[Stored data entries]
════════════════════

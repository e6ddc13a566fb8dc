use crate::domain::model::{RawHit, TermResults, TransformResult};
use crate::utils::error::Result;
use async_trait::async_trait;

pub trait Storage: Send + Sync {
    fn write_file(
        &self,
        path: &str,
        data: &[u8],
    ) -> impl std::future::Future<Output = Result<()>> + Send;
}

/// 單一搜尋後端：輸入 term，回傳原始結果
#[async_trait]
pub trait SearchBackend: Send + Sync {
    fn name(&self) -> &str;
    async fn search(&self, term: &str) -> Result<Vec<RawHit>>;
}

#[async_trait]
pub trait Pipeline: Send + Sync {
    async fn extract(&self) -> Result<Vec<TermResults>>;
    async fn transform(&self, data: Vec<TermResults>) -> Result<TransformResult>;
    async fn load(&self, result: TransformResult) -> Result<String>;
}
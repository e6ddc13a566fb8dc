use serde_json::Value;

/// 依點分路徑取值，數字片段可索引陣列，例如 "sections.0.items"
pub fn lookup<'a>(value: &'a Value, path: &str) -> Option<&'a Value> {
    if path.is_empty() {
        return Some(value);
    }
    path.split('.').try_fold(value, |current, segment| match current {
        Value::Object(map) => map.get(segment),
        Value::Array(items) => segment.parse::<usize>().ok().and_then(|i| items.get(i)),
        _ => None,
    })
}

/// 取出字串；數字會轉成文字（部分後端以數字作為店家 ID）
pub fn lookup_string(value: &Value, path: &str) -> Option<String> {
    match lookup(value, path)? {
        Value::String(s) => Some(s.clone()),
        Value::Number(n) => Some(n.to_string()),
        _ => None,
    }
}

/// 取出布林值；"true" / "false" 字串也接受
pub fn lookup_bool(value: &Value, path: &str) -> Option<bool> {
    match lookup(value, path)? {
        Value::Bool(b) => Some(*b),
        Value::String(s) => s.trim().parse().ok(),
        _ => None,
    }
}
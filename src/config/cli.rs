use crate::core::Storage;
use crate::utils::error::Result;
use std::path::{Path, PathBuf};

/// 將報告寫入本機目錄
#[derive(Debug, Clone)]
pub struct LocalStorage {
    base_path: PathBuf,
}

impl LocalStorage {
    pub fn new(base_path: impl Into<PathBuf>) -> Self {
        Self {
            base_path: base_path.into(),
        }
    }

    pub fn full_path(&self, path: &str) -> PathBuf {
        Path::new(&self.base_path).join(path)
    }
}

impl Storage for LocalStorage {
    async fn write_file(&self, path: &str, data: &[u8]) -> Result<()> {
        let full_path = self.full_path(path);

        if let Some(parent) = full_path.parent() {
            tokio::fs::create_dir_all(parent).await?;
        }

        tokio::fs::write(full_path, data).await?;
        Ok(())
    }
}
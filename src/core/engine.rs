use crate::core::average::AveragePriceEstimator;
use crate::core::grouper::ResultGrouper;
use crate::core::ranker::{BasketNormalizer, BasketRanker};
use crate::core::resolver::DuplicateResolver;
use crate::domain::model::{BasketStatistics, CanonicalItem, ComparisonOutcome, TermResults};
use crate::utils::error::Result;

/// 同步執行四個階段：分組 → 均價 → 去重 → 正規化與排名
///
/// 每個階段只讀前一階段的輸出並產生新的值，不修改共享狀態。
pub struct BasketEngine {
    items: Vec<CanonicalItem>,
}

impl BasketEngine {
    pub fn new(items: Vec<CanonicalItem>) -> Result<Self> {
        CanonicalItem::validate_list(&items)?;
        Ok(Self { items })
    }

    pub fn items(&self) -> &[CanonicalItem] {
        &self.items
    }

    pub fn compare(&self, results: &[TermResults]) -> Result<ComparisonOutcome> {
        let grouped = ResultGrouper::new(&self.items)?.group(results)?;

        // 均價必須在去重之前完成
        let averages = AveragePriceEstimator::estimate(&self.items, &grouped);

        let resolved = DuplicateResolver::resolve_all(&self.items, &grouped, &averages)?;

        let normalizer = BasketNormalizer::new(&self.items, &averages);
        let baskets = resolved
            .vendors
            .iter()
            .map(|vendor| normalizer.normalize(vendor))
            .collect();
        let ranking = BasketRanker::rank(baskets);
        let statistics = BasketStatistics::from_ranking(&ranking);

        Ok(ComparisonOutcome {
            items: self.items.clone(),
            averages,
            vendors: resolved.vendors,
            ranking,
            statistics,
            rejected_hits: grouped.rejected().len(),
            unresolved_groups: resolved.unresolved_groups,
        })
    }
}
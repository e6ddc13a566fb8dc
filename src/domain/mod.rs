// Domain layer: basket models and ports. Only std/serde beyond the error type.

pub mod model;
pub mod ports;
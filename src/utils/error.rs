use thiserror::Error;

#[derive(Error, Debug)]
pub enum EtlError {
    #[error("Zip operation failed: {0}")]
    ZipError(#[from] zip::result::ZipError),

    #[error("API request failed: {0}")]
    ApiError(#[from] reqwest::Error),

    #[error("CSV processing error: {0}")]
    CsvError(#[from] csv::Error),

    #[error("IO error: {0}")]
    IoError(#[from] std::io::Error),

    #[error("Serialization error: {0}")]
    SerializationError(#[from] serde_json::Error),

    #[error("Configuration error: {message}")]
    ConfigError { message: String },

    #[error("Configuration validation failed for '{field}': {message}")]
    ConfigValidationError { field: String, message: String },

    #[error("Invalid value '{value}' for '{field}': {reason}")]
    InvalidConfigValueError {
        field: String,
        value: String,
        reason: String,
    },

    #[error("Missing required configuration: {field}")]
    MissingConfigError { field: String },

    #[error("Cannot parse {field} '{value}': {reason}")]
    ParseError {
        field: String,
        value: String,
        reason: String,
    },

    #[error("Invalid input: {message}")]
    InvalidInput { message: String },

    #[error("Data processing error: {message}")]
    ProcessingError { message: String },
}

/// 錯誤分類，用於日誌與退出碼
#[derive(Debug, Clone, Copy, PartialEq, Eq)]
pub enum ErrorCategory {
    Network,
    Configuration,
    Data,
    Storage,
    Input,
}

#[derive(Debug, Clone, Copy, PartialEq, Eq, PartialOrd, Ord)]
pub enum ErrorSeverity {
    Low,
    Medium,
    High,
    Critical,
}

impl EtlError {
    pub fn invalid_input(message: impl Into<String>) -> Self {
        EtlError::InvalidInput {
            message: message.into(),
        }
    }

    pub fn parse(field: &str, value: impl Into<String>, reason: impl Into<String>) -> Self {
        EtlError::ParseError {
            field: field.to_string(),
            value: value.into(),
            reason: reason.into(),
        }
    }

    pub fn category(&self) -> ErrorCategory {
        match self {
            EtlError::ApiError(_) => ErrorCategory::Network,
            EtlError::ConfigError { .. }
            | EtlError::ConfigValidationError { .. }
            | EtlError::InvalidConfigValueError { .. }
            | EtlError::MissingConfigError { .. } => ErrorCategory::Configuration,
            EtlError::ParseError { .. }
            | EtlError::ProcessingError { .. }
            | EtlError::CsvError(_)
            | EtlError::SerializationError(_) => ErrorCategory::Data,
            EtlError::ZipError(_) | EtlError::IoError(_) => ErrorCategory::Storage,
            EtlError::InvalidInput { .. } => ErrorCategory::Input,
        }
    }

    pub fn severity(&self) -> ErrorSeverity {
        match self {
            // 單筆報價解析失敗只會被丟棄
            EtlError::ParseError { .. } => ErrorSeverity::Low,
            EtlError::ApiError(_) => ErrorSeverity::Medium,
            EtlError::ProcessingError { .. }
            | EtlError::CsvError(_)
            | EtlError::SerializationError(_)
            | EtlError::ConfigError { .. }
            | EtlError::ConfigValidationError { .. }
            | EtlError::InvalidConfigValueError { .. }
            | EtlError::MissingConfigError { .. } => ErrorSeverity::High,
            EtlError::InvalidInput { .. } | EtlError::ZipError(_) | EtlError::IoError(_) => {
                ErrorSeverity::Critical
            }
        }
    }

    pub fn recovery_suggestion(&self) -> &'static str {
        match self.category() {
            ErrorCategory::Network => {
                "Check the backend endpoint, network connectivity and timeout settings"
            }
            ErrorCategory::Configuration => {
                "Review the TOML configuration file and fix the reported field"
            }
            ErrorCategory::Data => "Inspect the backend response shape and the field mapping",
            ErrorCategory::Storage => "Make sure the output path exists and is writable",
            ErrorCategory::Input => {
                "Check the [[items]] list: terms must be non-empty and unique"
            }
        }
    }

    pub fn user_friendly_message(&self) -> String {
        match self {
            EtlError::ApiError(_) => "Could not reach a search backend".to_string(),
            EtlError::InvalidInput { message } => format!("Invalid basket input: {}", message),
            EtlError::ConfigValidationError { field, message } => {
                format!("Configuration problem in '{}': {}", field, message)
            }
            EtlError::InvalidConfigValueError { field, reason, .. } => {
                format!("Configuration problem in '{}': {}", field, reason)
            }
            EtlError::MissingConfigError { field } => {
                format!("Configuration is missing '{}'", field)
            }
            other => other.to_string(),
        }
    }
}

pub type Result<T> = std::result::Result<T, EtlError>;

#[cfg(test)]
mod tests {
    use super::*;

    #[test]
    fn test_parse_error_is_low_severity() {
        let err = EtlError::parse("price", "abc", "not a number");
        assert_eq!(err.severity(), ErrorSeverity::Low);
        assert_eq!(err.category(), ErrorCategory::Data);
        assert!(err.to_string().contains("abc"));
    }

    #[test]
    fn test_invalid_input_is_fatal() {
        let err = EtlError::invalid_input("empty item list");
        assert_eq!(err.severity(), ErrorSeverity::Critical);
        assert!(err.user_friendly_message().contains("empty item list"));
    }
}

════════════════════

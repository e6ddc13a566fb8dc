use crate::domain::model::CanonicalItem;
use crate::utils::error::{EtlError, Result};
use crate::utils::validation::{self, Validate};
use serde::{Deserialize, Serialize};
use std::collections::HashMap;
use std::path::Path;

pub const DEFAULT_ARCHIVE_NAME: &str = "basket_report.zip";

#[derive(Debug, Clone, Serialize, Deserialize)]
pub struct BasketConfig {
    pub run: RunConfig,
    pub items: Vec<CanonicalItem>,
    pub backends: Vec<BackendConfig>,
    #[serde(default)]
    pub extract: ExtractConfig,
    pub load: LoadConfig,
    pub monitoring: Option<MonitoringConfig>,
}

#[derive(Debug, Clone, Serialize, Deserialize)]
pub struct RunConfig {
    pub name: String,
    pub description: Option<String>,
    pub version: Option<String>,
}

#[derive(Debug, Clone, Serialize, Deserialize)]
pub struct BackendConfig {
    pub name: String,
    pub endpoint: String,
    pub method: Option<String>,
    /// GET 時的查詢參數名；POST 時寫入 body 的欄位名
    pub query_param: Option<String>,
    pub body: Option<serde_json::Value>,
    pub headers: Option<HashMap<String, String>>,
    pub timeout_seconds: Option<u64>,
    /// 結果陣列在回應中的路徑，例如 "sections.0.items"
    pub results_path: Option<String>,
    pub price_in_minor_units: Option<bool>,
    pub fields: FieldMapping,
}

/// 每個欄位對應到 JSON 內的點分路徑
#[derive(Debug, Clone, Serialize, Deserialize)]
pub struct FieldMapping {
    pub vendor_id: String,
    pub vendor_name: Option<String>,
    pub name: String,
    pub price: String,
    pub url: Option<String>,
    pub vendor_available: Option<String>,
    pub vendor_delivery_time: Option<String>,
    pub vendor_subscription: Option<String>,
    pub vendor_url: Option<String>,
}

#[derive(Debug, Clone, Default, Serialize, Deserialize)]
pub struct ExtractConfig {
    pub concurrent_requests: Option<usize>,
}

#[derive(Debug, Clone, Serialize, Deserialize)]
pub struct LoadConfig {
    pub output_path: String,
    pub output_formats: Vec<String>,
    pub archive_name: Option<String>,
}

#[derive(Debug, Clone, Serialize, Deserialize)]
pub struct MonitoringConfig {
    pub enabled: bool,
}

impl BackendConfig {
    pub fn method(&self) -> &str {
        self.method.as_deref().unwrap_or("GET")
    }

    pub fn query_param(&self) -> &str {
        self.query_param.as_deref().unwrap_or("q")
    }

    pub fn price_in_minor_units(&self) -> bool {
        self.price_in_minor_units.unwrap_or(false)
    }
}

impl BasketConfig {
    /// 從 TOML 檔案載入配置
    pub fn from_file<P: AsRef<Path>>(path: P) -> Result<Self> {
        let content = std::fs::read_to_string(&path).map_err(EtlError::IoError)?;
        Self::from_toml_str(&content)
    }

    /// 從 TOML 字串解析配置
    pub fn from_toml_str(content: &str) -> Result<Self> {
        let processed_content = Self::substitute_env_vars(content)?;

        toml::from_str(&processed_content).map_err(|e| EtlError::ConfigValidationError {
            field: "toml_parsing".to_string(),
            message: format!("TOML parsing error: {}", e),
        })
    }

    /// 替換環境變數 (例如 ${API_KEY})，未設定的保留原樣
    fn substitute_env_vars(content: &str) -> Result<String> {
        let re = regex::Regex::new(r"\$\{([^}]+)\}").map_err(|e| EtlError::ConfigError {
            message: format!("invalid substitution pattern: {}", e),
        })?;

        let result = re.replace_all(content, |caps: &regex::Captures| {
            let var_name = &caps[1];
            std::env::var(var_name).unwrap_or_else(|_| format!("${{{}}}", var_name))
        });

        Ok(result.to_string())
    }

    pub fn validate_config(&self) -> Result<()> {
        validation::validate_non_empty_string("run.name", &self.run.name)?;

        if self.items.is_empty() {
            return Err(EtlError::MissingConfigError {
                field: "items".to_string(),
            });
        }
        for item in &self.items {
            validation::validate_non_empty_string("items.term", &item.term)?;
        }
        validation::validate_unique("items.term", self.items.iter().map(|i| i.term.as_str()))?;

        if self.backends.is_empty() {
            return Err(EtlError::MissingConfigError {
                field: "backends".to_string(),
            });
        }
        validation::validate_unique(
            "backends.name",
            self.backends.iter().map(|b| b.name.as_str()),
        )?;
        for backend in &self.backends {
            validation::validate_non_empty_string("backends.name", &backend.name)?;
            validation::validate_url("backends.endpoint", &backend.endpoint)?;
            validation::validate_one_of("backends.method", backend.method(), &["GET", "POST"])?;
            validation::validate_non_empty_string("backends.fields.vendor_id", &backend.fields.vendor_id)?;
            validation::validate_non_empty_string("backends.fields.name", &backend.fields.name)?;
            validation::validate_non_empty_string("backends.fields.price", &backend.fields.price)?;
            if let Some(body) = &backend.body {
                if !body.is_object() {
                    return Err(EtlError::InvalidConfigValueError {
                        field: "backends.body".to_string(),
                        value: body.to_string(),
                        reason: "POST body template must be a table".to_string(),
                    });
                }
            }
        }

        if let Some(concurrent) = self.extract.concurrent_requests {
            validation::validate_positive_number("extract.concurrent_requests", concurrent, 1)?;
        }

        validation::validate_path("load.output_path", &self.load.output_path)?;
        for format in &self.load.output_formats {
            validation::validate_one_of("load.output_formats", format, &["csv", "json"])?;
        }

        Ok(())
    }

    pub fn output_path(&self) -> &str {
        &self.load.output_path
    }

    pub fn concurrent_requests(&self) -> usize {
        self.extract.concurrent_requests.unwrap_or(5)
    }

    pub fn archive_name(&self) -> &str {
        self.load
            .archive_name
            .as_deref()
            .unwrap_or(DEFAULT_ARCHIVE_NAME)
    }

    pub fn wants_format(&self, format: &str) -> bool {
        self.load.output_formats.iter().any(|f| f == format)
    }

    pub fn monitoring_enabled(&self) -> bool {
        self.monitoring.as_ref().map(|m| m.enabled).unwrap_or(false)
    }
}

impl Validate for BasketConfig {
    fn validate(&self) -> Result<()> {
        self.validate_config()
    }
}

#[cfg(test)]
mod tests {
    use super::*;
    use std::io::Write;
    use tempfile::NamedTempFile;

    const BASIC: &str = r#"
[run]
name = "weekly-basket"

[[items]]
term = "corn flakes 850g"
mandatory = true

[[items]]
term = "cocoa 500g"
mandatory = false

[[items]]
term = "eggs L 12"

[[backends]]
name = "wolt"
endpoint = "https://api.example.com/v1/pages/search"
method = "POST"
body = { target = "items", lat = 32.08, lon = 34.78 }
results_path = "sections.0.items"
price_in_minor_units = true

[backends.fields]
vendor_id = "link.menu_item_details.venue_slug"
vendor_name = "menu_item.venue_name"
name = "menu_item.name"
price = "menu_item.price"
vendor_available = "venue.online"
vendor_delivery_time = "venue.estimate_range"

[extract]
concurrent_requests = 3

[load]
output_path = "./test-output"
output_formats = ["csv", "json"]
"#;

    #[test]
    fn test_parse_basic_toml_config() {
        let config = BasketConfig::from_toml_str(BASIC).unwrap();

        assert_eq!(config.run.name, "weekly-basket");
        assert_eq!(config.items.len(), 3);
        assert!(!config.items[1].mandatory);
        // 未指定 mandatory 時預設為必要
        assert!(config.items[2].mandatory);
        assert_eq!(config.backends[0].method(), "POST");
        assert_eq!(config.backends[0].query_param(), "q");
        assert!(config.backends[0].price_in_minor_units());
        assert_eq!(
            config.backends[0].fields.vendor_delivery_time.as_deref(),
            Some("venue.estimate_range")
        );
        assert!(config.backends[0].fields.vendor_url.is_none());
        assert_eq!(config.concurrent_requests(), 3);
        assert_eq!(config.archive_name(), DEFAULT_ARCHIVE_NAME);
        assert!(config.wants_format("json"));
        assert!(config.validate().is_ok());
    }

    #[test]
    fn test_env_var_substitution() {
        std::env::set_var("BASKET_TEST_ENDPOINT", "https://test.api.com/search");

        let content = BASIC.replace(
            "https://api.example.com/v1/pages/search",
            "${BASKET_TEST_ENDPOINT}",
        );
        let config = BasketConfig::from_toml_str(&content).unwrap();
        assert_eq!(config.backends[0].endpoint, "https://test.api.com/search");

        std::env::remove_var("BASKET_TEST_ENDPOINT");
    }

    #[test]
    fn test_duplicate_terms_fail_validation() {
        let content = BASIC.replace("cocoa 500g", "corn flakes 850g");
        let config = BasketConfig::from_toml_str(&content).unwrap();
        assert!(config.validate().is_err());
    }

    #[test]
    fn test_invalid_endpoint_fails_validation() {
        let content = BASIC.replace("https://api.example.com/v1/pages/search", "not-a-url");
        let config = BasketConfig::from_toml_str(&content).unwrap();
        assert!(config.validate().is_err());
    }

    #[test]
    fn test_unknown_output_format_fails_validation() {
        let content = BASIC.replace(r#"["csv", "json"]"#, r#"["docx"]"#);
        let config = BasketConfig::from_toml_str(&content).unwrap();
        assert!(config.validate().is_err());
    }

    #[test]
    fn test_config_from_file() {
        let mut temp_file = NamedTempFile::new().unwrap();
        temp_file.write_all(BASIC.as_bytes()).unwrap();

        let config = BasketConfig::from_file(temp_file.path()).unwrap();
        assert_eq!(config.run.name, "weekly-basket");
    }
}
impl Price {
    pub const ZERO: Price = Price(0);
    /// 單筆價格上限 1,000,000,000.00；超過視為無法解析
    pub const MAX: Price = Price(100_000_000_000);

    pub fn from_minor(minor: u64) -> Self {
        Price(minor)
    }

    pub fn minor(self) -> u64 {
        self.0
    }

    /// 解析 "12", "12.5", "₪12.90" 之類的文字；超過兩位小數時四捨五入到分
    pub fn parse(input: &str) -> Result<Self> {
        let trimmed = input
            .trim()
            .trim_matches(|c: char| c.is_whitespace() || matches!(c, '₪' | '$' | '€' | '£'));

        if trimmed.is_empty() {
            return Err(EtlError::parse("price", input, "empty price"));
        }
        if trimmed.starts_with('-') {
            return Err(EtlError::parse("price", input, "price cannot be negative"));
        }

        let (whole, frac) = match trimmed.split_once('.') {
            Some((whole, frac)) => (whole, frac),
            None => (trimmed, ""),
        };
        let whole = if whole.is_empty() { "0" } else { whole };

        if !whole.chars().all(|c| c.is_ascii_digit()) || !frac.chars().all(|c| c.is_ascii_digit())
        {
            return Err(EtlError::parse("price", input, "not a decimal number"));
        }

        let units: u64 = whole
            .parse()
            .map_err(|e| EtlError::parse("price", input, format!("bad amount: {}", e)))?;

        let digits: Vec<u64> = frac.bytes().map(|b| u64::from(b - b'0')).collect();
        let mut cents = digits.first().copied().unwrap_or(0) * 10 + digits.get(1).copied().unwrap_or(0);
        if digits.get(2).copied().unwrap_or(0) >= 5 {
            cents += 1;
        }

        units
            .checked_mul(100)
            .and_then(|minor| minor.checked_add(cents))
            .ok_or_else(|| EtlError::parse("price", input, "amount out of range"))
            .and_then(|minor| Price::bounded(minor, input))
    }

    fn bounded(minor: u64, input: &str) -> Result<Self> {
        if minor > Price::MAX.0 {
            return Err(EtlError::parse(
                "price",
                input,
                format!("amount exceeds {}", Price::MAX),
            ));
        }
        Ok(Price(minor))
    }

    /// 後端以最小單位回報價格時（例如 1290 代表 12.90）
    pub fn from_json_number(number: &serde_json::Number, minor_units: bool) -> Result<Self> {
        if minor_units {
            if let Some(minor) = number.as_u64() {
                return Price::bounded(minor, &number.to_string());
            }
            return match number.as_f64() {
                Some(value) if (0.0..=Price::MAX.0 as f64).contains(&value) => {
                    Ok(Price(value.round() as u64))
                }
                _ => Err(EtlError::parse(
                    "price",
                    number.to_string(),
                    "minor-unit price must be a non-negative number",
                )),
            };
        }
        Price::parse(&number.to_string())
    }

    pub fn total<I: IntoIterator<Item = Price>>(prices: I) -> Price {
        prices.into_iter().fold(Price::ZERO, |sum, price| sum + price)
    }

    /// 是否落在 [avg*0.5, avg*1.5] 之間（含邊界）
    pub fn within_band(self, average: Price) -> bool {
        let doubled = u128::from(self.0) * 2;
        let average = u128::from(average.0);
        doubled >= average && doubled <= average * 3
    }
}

════════════════════

* _Exercise goal_: Among the lines of the data above, find those with the word "flakes" and show them.

* _Worked solution_:
term = "corn flakes 850g"
        let content = BASIC.replace("cocoa 500g", "corn flakes 850g");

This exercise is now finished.